- Task to carry out -
Retrieve every line of the data holding the word "ones".

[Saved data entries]

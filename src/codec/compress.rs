//! Compression of the peeled system into a square elimination problem.
//!
//! With D deferred rows and M dense rows (R = D + M), two matrices are built:
//!
//! ```text
//!            K peeling columns              M dense   D deferred
//!          ┌─────────────────────┐        ┌─────────┬──────────┐
//! D rows   │ deferred row walks  │        │ mix walk│          │
//!          ├─────────────────────┤   GE   ├─────────┤  copied  │
//! M rows   │ dense random bits   │        │    I    │  later   │
//!          └─────────────────────┘        └─────────┴──────────┘
//!               compress (R x K)                 (R x R)
//! ```
//!
//! Peeled rows are then folded in, newest first. For a row that solved column
//! `c`, every compress row with bit `c` set absorbs the peeled row's peeling
//! pattern and, in the GE matrix, its mixing pattern. Bit `c` stays set: it
//! records that the peeled row's message block belongs on that GE row's
//! right-hand side. Finally each deferred column is moved out of the compress
//! matrix into its own GE column, leaving only those markers behind.

use smallvec::SmallVec;

use super::bits::BitMatrix;
use super::generator::Design;
use super::peel::PeelOutcome;
use super::CodecError;
use crate::tracing_compat::debug;

/// Result of compression: a square GE system plus its right-hand-side recipe.
#[derive(Debug, Clone)]
pub struct Compression {
    compress: BitMatrix,
    ge: BitMatrix,
    deferred_rows: Vec<u16>,
    deferred_cols: Vec<u16>,
    block_count: usize,
    check_blocks: usize,
    fold_xors: usize,
}

impl Compression {
    /// Builds and folds both matrices for a finished peel.
    pub fn build(design: &Design, peel: &PeelOutcome) -> Result<Self, CodecError> {
        let k = usize::from(design.block_count());
        let m = usize::from(design.check_blocks());
        let deferred_rows: Vec<u16> = peel.deferred_rows().collect();
        let deferred_cols: Vec<u16> = peel.deferred_columns().collect();
        let d = deferred_rows.len();
        let r = d + m;

        let mut this = Self {
            compress: BitMatrix::try_zeros(r, k)?,
            ge: BitMatrix::try_zeros(r, r)?,
            deferred_rows,
            deferred_cols,
            block_count: k,
            check_blocks: m,
            fold_xors: 0,
        };
        this.fill(design);
        this.fold(design, peel);
        this.copy_deferred_columns();

        debug!(
            ge_size = r,
            deferred = d,
            dense = m,
            fold_xors = this.fold_xors,
            "compression complete"
        );
        Ok(this)
    }

    fn fill(&mut self, design: &Design) {
        let d = self.deferred_rows.len();
        for (g, &row) in self.deferred_rows.iter().enumerate() {
            let row_design = design.row(u32::from(row));
            for col in row_design.peel_columns() {
                self.compress.set(g, usize::from(col));
            }
            for col in row_design.mix_columns() {
                self.ge.set(g, usize::from(col));
            }
        }

        let mut dense = design.dense_rows();
        for j in 0..self.check_blocks {
            dense.fill_next(self.compress.row_mut(d + j));
            self.ge.set(d + j, j);
        }
    }

    fn fold(&mut self, design: &Design, peel: &PeelOutcome) {
        let rows = self.compress.rows();
        for row in peel.peeled_rows() {
            let Some(solved) = peel.solved_column(row) else {
                continue;
            };
            let solved = usize::from(solved);
            let row_design = design.row(u32::from(row));
            let pattern: SmallVec<[u16; 32]> = row_design.peel_columns().collect();
            let mixing: SmallVec<[u16; 4]> = row_design.mix_columns().collect();

            for g in 0..rows {
                if !self.compress.get(g, solved) {
                    continue;
                }
                for &col in &pattern {
                    self.compress.flip(g, usize::from(col));
                }
                self.compress.set(g, solved);
                for &col in &mixing {
                    self.ge.flip(g, usize::from(col));
                }
                self.fold_xors += 1;
            }
        }
    }

    fn copy_deferred_columns(&mut self) {
        let m = self.check_blocks;
        for (t, &col) in self.deferred_cols.iter().enumerate() {
            let col = usize::from(col);
            for g in 0..self.compress.rows() {
                if self.compress.get(g, col) {
                    self.ge.set(g, m + t);
                    self.compress.clear(g, col);
                }
            }
        }
    }

    /// R: side length of the GE matrix.
    #[must_use]
    pub fn ge_size(&self) -> usize {
        self.ge.rows()
    }

    /// The square GE matrix.
    #[must_use]
    pub const fn ge(&self) -> &BitMatrix {
        &self.ge
    }

    /// Mutable access for elimination.
    pub fn ge_mut(&mut self) -> &mut BitMatrix {
        &mut self.ge
    }

    /// The compress matrix; after folding only right-hand-side markers remain.
    #[must_use]
    pub const fn compress(&self) -> &BitMatrix {
        &self.compress
    }

    /// Message row whose block seeds GE row `g`, if `g` is a deferred row.
    #[must_use]
    pub fn deferred_row(&self, g: usize) -> Option<u16> {
        self.deferred_rows.get(g).copied()
    }

    /// Deferred columns in GE column order (after the M dense columns).
    #[must_use]
    pub fn deferred_columns(&self) -> &[u16] {
        &self.deferred_cols
    }

    /// Intermediate block slot solved by GE column `p`.
    ///
    /// Dense columns map to slots `K..K+M`; deferred columns to their own
    /// peeling slot.
    #[must_use]
    pub fn column_slot(&self, p: usize) -> usize {
        if p < self.check_blocks {
            self.block_count + p
        } else {
            usize::from(self.deferred_cols[p - self.check_blocks])
        }
    }

    /// Compress-row updates made while folding peeled rows.
    #[must_use]
    pub const fn fold_xors(&self) -> usize {
        self.fold_xors
    }
}

#[cfg(test)]
mod tests {
    use super::*;

    fn build(k: u16, m: u16, seed: u32) -> (Design, PeelOutcome, Compression) {
        let design = Design::new(k, m, seed).unwrap();
        let peel = PeelOutcome::solve(&design).unwrap();
        let comp = Compression::build(&design, &peel).unwrap();
        (design, peel, comp)
    }

    #[test]
    fn square_and_sized_by_deferred_plus_dense() {
        let (_, peel, comp) = build(200, 15, 7);
        assert_eq!(comp.ge_size(), peel.deferred_count() + 15);
        assert_eq!(comp.ge().cols(), comp.ge_size());
        assert_eq!(comp.compress().cols(), 200);
    }

    #[test]
    fn only_peeled_markers_remain() {
        let (_, peel, comp) = build(200, 15, 7);
        for &col in comp.deferred_columns() {
            for g in 0..comp.ge_size() {
                assert!(!comp.compress().get(g, usize::from(col)));
            }
        }
        for g in 0..comp.ge_size() {
            for col in comp.compress().ones(g) {
                assert!(peel.solving_row(col as u16).is_some());
            }
        }
    }

    #[test]
    fn dense_rows_keep_identity_over_dense_columns_before_folding() {
        let design = Design::new(5, 2, 42).unwrap();
        let peel = PeelOutcome::solve(&design).unwrap();
        let mut comp = Compression {
            compress: BitMatrix::try_zeros(4, 5).unwrap(),
            ge: BitMatrix::try_zeros(4, 4).unwrap(),
            deferred_rows: peel.deferred_rows().collect(),
            deferred_cols: peel.deferred_columns().collect(),
            block_count: 5,
            check_blocks: 2,
            fold_xors: 0,
        };
        comp.fill(&design);
        assert_eq!(comp.compress.ones(2).collect::<Vec<_>>(), vec![0, 2]);
        assert_eq!(comp.compress.ones(3).collect::<Vec<_>>(), vec![0, 1, 2, 3]);
        assert!(comp.ge.get(2, 0) && comp.ge.get(3, 1));
        // Deferred rows 3 and 4 walk [4, 1, 3] and [3, 0, 2, 4].
        assert_eq!(comp.compress.ones(0).collect::<Vec<_>>(), vec![1, 3, 4]);
        assert_eq!(comp.compress.ones(1).collect::<Vec<_>>(), vec![0, 2, 3, 4]);
    }

    #[test]
    fn column_slots() {
        let (_, _, comp) = build(5, 2, 42);
        assert_eq!(comp.column_slot(0), 5);
        assert_eq!(comp.column_slot(1), 6);
        assert_eq!(comp.column_slot(2), 3);
        assert_eq!(comp.column_slot(3), 4);
        assert_eq!(comp.deferred_row(0), Some(3));
        assert_eq!(comp.deferred_row(2), None);
    }
}
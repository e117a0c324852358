//! Test utilities for Wirehair.
//!
//! - Consistent tracing-based logging initialization
//! - Phase/section macros for readable test output
//! - Deterministic message builders

use std::sync::Once;

use tracing_subscriber::fmt::format::FmtSpan;

use crate::util::DetRng;

static INIT_LOGGING: Once = Once::new();

/// Initialize test logging with trace-level output.
///
/// Safe to call multiple times; only initializes once.
pub fn init_test_logging() {
    init_test_logging_with_level(tracing::Level::TRACE);
}

/// Initialize test logging with a custom level.
///
/// The first call wins; later calls are no-ops.
pub fn init_test_logging_with_level(level: tracing::Level) {
    INIT_LOGGING.call_once(|| {
        let _ = tracing_subscriber::fmt()
            .with_max_level(level)
            .with_test_writer()
            .with_file(true)
            .with_line_number(true)
            .with_target(true)
            .with_span_events(FmtSpan::CLOSE)
            .with_ansi(false)
            .try_init();
    });
}

/// `len` pseudo-random bytes, reproducible from `seed`.
#[must_use]
pub fn pattern_message(len: usize, seed: u64) -> Vec<u8> {
    let mut rng = DetRng::new(seed);
    (0..len).map(|_| (rng.next_u32() >> 24) as u8).collect()
}

/// Log a test phase transition with a visual separator.
#[macro_export]
macro_rules! test_phase {
    ($name:expr) => {
        tracing::info!(phase = %$name, "========================================");
        tracing::info!(phase = %$name, "TEST PHASE: {}", $name);
        tracing::info!(phase = %$name, "========================================");
    };
}

/// Log a section within a test phase.
#[macro_export]
macro_rules! test_section {
    ($name:expr) => {
        tracing::debug!(section = %$name, "--- {} ---", $name);
    };
}

/// Log test completion.
#[macro_export]
macro_rules! test_complete {
    ($name:expr) => {
        tracing::info!(test = %$name, "test completed successfully: {}", $name);
    };
}

#[cfg(test)]
mod tests {
    use super::*;

    #[test]
    fn pattern_messages_are_reproducible() {
        init_test_logging();
        crate::test_section!("pattern_messages_are_reproducible");
        assert_eq!(pattern_message(64, 3), pattern_message(64, 3));
        assert_ne!(pattern_message(64, 3), pattern_message(64, 4));
        assert_eq!(pattern_message(0, 1), Vec::<u8>::new());
    }
}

- Response to this task -
            for col in comp.compress().ones(g) {
        assert_eq!(comp.compress.ones(2).collect::<Vec<_>>(), vec![0, 2]);
        assert_eq!(comp.compress.ones(3).collect::<Vec<_>>(), vec![0, 1, 2, 3]);
        assert_eq!(comp.compress.ones(0).collect::<Vec<_>>(), vec![1, 3, 4]);
        assert_eq!(comp.compress.ones(1).collect::<Vec<_>>(), vec![0, 2, 3, 4]);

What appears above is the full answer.